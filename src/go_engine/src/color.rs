// Copyright 2024 Karl Sundequist Blomdahl <karl.sundequist.blomdahl@gmail.com>
//
// Licensed under the Apache License, Version 2.0 (the "License");
// you may not use this file except in compliance with the License.
// You may obtain a copy of the License at
//
//     http://www.apache.org/licenses/LICENSE-2.0
//
// Unless required by applicable law or agreed to in writing, software
// distributed under the License is distributed on an "AS IS" BASIS,
// WITHOUT WARRANTIES OR CONDITIONS OF ANY KIND, either express or implied.
// See the License for the specific language governing permissions and
// limitations under the License.

/// The color of a stone, or the lack of one.
///
/// `OffBoard` marks the one-cell padding ring around the playing area (see
/// `Board`) so that neighbour iteration never needs a bounds check.
#[derive(Clone, Copy, Debug, PartialEq, Eq, Hash)]
#[repr(u8)]
pub enum Color {
    Empty = 0,
    Black = 1,
    White = 2,
    OffBoard = 3,
}

impl Color {
    /// Returns the other playing color. Panics if called on `Empty` or
    /// `OffBoard`, neither of which has an opposite.
    ///
    /// # Arguments
    ///
    /// * `self` -
    ///
    pub fn opposite(self) -> Color {
        match self {
            Color::Black => Color::White,
            Color::White => Color::Black,
            _ => panic!("`opposite` is only defined for Black and White, got {:?}", self)
        }
    }
}
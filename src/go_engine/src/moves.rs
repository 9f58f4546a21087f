// Copyright 2024 Karl Sundequist Blomdahl <karl.sundequist.blomdahl@gmail.com>
//
// Licensed under the Apache License, Version 2.0 (the "License");
// you may not use this file except in compliance with the License.
// You may obtain a copy of the License at
//
//     http://www.apache.org/licenses/LICENSE-2.0
//
// Unless required by applicable law or agreed to in writing, software
// distributed under the License is distributed on an "AS IS" BASIS,
// WITHOUT WARRANTIES OR CONDITIONS OF ANY KIND, either express or implied.
// See the License for the specific language governing permissions and
// limitations under the License.

use crate::color::Color;
use crate::point::Point;

/// A move played by one color: either an on-board play, or a pass. There is
/// no separate "pass coordinate" sentinel — a pass simply carries no point,
/// so two passes of the same color compare equal regardless of how they were
/// constructed, exactly as spec.md requires.
#[derive(Clone, Copy, Debug, PartialEq, Eq, Hash)]
pub enum Move {
    Play(Color, Point),
    Pass(Color)
}

impl Move {
    /// Returns the color to move.
    pub fn color(self) -> Color {
        match self {
            Move::Play(color, _) => color,
            Move::Pass(color) => color
        }
    }

    /// Returns the played coordinate, or `None` if this is a pass.
    pub fn point(self) -> Option<Point> {
        match self {
            Move::Play(_, point) => Some(point),
            Move::Pass(_) => None
        }
    }

    pub fn is_pass(self) -> bool {
        self.point().is_none()
    }
}

/// The outcome of probing a candidate move against the current board state.
/// `Legal` is the only verdict under which `Board::play` may be called.
#[derive(Clone, Copy, Debug, PartialEq, Eq, Hash)]
pub enum Legality {
    Legal,
    NonEmpty,
    Suicidal,
    Ko
}

impl Legality {
    pub fn is_legal(self) -> bool {
        self == Legality::Legal
    }
}

#[cfg(test)]
mod tests {
    use super::*;

    #[test]
    fn passes_of_same_color_are_equal_regardless_of_origin() {
        let a = Move::Pass(Color::Black);
        let b = Move::Pass(Color::Black);

        assert_eq!(a, b);
    }

    #[test]
    fn passes_of_different_colors_are_not_equal() {
        assert_ne!(Move::Pass(Color::Black), Move::Pass(Color::White));
    }

    #[test]
    fn plays_compare_by_coordinate() {
        let a = Move::Play(Color::Black, Point::new(2, 3));
        let b = Move::Play(Color::Black, Point::new(2, 4));

        assert_ne!(a, b);
    }
}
* * * * *
YOUR TASK> Copy each line from the entries above that has the word "played" in it.

WRITTEN REPLY>
/// A move played by one color: either an on-board play, or a pass. There is
    /// Returns the played coordinate, or `None` if this is a pass.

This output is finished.